## [Instructions for the task]
Scan the data below and state the number of lines that include the word "SearchRequest", adding no comment.

## [Data for this task]
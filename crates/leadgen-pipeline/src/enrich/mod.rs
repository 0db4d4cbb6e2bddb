//! Best-effort contact enrichment for the top of the ranked list.
//!
//! A lead is never dropped here. Details failures produce a `failed` lead
//! with null contact fields; leads past the limit pass through as `skipped`.

pub mod email;
pub mod scrape;

use std::sync::Arc;
use std::time::Duration;

use futures::future::join_all;
use leadgen_core::{EmailSource, EnrichedLead, EnrichmentOutcome, ScoredLead};
use leadgen_places::{DetailsProvider, PlaceDetails};

use crate::config::{EnrichmentConfig, EnrichmentMode};
use crate::error::ScrapeError;
use email::{email_from_free_text, guess_from_website, EmailLookup, EmailStrategy};
use scrape::{extract_email_from_html, PageFetcher};

pub struct EnrichmentEngine {
    details: Arc<dyn DetailsProvider>,
    pages: Arc<dyn PageFetcher>,
    config: EnrichmentConfig,
}

impl EnrichmentEngine {
    #[must_use]
    pub fn new(
        details: Arc<dyn DetailsProvider>,
        pages: Arc<dyn PageFetcher>,
        config: EnrichmentConfig,
    ) -> Self {
        Self {
            details,
            pages,
            config,
        }
    }

    /// Enriches the first `limit` leads and passes the rest through.
    /// Output order and length always match the input.
    pub async fn enrich(&self, mut leads: Vec<ScoredLead>, limit: usize) -> Vec<EnrichedLead> {
        let limit = match self.config.mode {
            EnrichmentMode::Disabled => 0,
            _ => limit.min(leads.len()),
        };
        let passthrough = leads.split_off(limit);

        let mut out = match self.config.mode {
            EnrichmentMode::Batched => self.enrich_batched(leads).await,
            EnrichmentMode::Sequential => self.enrich_sequential(leads).await,
            EnrichmentMode::Disabled => Vec::new(),
        };
        out.extend(passthrough.into_iter().map(EnrichedLead::skipped));

        let failed = out
            .iter()
            .filter(|l| l.enrichment == EnrichmentOutcome::Failed)
            .count();
        let with_email = out.iter().filter(|l| l.email.is_some()).count();
        tracing::info!(
            total = out.len(),
            attempted = limit,
            failed,
            with_email,
            "enrichment complete"
        );
        out
    }

    async fn enrich_batched(&self, leads: Vec<ScoredLead>) -> Vec<EnrichedLead> {
        let batch_size = self.config.batch_size.max(1);
        let batch_count = leads.len().div_ceil(batch_size);
        let mut out = Vec::with_capacity(leads.len());
        let mut remaining = leads.into_iter();

        for batch_index in 0..batch_count {
            if batch_index > 0 {
                pause(self.config.batch_delay).await;
            }
            let batch: Vec<ScoredLead> = remaining.by_ref().take(batch_size).collect();
            tracing::debug!(
                batch = batch_index + 1,
                of = batch_count,
                size = batch.len(),
                "enriching batch"
            );
            out.extend(join_all(batch.into_iter().map(|lead| self.enrich_one(lead))).await);
        }
        out
    }

    async fn enrich_sequential(&self, leads: Vec<ScoredLead>) -> Vec<EnrichedLead> {
        let mut out = Vec::with_capacity(leads.len());
        for (index, lead) in leads.into_iter().enumerate() {
            if index > 0 {
                pause(self.config.per_item_delay).await;
            }
            out.push(self.enrich_one(lead).await);
        }
        out
    }

    /// Details lookup under the hard timeout, then the email chain.
    pub async fn enrich_one(&self, lead: ScoredLead) -> EnrichedLead {
        let place_id = lead.place.place_id.clone();
        let lookup = tokio::time::timeout(
            self.config.details_timeout,
            self.details.place_details(&place_id),
        )
        .await;

        let details = match lookup {
            Ok(Ok(details)) => details,
            Ok(Err(e)) => {
                tracing::warn!(place_id = %place_id, error = %e, "details lookup failed");
                return EnrichedLead::failed(lead);
            }
            Err(_) => {
                tracing::warn!(
                    place_id = %place_id,
                    timeout_ms = self.config.details_timeout.as_millis(),
                    "details lookup timed out"
                );
                return EnrichedLead::failed(lead);
            }
        };

        let phone = details
            .phone
            .clone()
            .or_else(|| lead.place.listed_phone.clone());
        let website = details
            .website
            .clone()
            .or_else(|| lead.place.listed_website.clone());
        let found = self.resolve_email(&details, website.as_deref()).await;
        let (email, email_source) = match found {
            Some((email, source)) => (Some(email), Some(source)),
            None => (None, None),
        };

        EnrichedLead {
            lead,
            phone,
            website,
            email,
            email_source,
            business_status: details.business_status,
            enrichment: EnrichmentOutcome::Enriched,
        }
    }

    async fn resolve_email(
        &self,
        details: &PlaceDetails,
        website: Option<&str>,
    ) -> Option<(String, EmailSource)> {
        for strategy in &self.config.email_strategies {
            let lookup = match (strategy, website) {
                (EmailStrategy::ProviderText, _) => email_from_free_text(details.free_text()),
                (EmailStrategy::WebsiteScrape, Some(site)) => self.scrape_email(site).await,
                (EmailStrategy::DomainGuess, Some(site)) => guess_from_website(site),
                (_, None) => EmailLookup::NotFound,
            };
            if let EmailLookup::Found(email) = lookup {
                return Some((email, strategy.source()));
            }
        }
        None
    }

    /// Failures and timeouts are logged and reported as not-found.
    async fn scrape_email(&self, website: &str) -> EmailLookup {
        let fetched =
            match tokio::time::timeout(self.config.scrape_timeout, self.pages.fetch_html(website))
                .await
            {
                Ok(result) => result,
                Err(_) => Err(ScrapeError::Timeout(self.config.scrape_timeout.as_millis())),
            };
        match fetched {
            Ok(html) => extract_email_from_html(&html).into(),
            Err(e) => {
                tracing::debug!(website, error = %e, "homepage scrape failed");
                EmailLookup::NotFound
            }
        }
    }
}

async fn pause(delay: Duration) {
    if !delay.is_zero() {
        tokio::time::sleep(delay).await;
    }
}
//! In-memory provider fakes shared by the pipeline integration tests.

#![allow(dead_code)]

use std::collections::HashMap;
use std::sync::atomic::{AtomicUsize, Ordering};
use std::sync::Mutex;
use std::time::Duration;

use async_trait::async_trait;
use leadgen_core::{BoundingBox, RawPlace};
use leadgen_pipeline::{
    EnrichmentConfig, LocationBiasStrategy, PageFetcher, PipelineConfig, ScrapeError,
};
use leadgen_places::{
    DetailsProvider, Geocoder, PlaceDetails, PlacesError, SearchPage, SearchProvider, SearchRequest,
};

pub fn place(id: &str, name: &str) -> RawPlace {
    RawPlace {
        place_id: id.to_string(),
        name: name.to_string(),
        address: Some(format!("{id} Main St, Miami, FL")),
        rating: Some(4.0),
        review_count: Some(10),
        listed_phone: None,
        listed_website: None,
    }
}

pub fn rated(id: &str, name: &str, rating: f64, reviews: u32) -> RawPlace {
    RawPlace {
        rating: Some(rating),
        review_count: Some(reviews),
        ..place(id, name)
    }
}

/// Zero delays and short timeouts so tests run fast.
pub fn fast_config() -> PipelineConfig {
    PipelineConfig {
        location_bias: LocationBiasStrategy::None,
        page_delay: Duration::ZERO,
        geocode_timeout: Duration::from_millis(50),
        enrichment: EnrichmentConfig {
            batch_delay: Duration::ZERO,
            per_item_delay: Duration::ZERO,
            details_timeout: Duration::from_millis(50),
            scrape_timeout: Duration::from_millis(50),
            ..EnrichmentConfig::default()
        },
        ..PipelineConfig::default()
    }
}

type Responder = dyn Fn(&SearchRequest, usize) -> Result<SearchPage, PlacesError> + Send + Sync;

pub struct FakeSearch {
    responder: Box<Responder>,
    pub requests: Mutex<Vec<SearchRequest>>,
}

impl FakeSearch {
    fn with(responder: Box<Responder>) -> Self {
        Self {
            responder,
            requests: Mutex::new(Vec::new()),
        }
    }

    /// Returns `pages` in order, then empty pages.
    pub fn pages(pages: Vec<SearchPage>) -> Self {
        Self::with(Box::new(move |_, index| {
            Ok(pages.get(index).cloned().unwrap_or_default())
        }))
    }

    /// A single page with no continuation token.
    pub fn single(places: Vec<RawPlace>) -> Self {
        Self::pages(vec![SearchPage {
            places,
            next_page_token: None,
        }])
    }

    /// Always returns 20 fresh places and another token.
    pub fn endless() -> Self {
        Self::with(Box::new(|_, index| {
            let places = (0..20)
                .map(|i| place(&format!("p{index}-{i}"), &format!("Business p{index} n{i}")))
                .collect();
            Ok(SearchPage {
                places,
                next_page_token: Some(format!("tok-{}", index + 1)),
            })
        }))
    }

    /// One page of 20 places per query, never a token.
    pub fn per_query() -> Self {
        Self::with(Box::new(|_, index| {
            let places = (0..20)
                .map(|i| place(&format!("q{index}-{i}"), &format!("Shop q{index} n{i}")))
                .collect();
            Ok(SearchPage {
                places,
                next_page_token: None,
            })
        }))
    }

    pub fn failing(status: u16) -> Self {
        Self::with(Box::new(move |_, _| {
            Err(PlacesError::Status {
                status,
                endpoint: "places:searchText".to_string(),
                body: "denied".to_string(),
            })
        }))
    }

    pub fn request_count(&self) -> usize {
        self.requests.lock().unwrap().len()
    }
}

#[async_trait]
impl SearchProvider for FakeSearch {
    async fn text_search(&self, request: &SearchRequest) -> Result<SearchPage, PlacesError> {
        let index = {
            let mut requests = self.requests.lock().unwrap();
            requests.push(request.clone());
            requests.len() - 1
        };
        (self.responder)(request, index)
    }
}

#[derive(Clone)]
pub enum DetailsBehavior {
    Ok(PlaceDetails),
    Fail,
    Hang,
}

pub struct FakeDetails {
    by_id: HashMap<String, DetailsBehavior>,
    fallback: DetailsBehavior,
    pub calls: Mutex<Vec<String>>,
}

impl FakeDetails {
    pub fn always(behavior: DetailsBehavior) -> Self {
        Self {
            by_id: HashMap::new(),
            fallback: behavior,
            calls: Mutex::new(Vec::new()),
        }
    }

    pub fn empty() -> Self {
        Self::always(DetailsBehavior::Ok(PlaceDetails::default()))
    }

    #[must_use]
    pub fn with(mut self, place_id: &str, behavior: DetailsBehavior) -> Self {
        self.by_id.insert(place_id.to_string(), behavior);
        self
    }

    pub fn call_count(&self) -> usize {
        self.calls.lock().unwrap().len()
    }
}

#[async_trait]
impl DetailsProvider for FakeDetails {
    async fn place_details(&self, place_id: &str) -> Result<PlaceDetails, PlacesError> {
        self.calls.lock().unwrap().push(place_id.to_string());
        let behavior = self
            .by_id
            .get(place_id)
            .cloned()
            .unwrap_or_else(|| self.fallback.clone());
        match behavior {
            DetailsBehavior::Ok(details) => Ok(details),
            DetailsBehavior::Fail => Err(PlacesError::Api("NOT_FOUND: gone".to_string())),
            DetailsBehavior::Hang => {
                tokio::time::sleep(Duration::from_secs(30)).await;
                Ok(PlaceDetails::default())
            }
        }
    }
}

/// Records how many details lookups overlap. Each call yields once while
/// counted as in flight, so calls joined together are all observed.
#[derive(Default)]
pub struct OverlapDetails {
    in_flight: AtomicUsize,
    pub max_in_flight: AtomicUsize,
    pub calls: AtomicUsize,
}

impl OverlapDetails {
    pub fn peak(&self) -> usize {
        self.max_in_flight.load(Ordering::SeqCst)
    }

    pub fn call_count(&self) -> usize {
        self.calls.load(Ordering::SeqCst)
    }
}

#[async_trait]
impl DetailsProvider for OverlapDetails {
    async fn place_details(&self, _place_id: &str) -> Result<PlaceDetails, PlacesError> {
        self.calls.fetch_add(1, Ordering::SeqCst);
        let now = self.in_flight.fetch_add(1, Ordering::SeqCst) + 1;
        self.max_in_flight.fetch_max(now, Ordering::SeqCst);
        tokio::task::yield_now().await;
        self.in_flight.fetch_sub(1, Ordering::SeqCst);
        Ok(PlaceDetails::default())
    }
}

#[derive(Default)]
pub struct FakePages {
    html: HashMap<String, String>,
    pub calls: Mutex<Vec<String>>,
}

impl FakePages {
    #[must_use]
    pub fn with(mut self, url: &str, html: &str) -> Self {
        self.html.insert(url.to_string(), html.to_string());
        self
    }

    pub fn call_count(&self) -> usize {
        self.calls.lock().unwrap().len()
    }
}

#[async_trait]
impl PageFetcher for FakePages {
    async fn fetch_html(&self, url: &str) -> Result<String, ScrapeError> {
        self.calls.lock().unwrap().push(url.to_string());
        self.html.get(url).cloned().ok_or_else(|| ScrapeError::Status {
            status: 404,
            url: url.to_string(),
        })
    }
}

pub enum FakeGeocoder {
    Found(BoundingBox),
    NotFound,
    Fail,
    Hang,
}

#[async_trait]
impl Geocoder for FakeGeocoder {
    async fn viewport(&self, _address: &str) -> Result<Option<BoundingBox>, PlacesError> {
        match self {
            FakeGeocoder::Found(bbox) => Ok(Some(*bbox)),
            FakeGeocoder::NotFound => Ok(None),
            FakeGeocoder::Fail => Err(PlacesError::Geocode("REQUEST_DENIED".to_string())),
            FakeGeocoder::Hang => {
                tokio::time::sleep(Duration::from_secs(30)).await;
                Ok(None)
            }
        }
    }
}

## [Expected answer]
4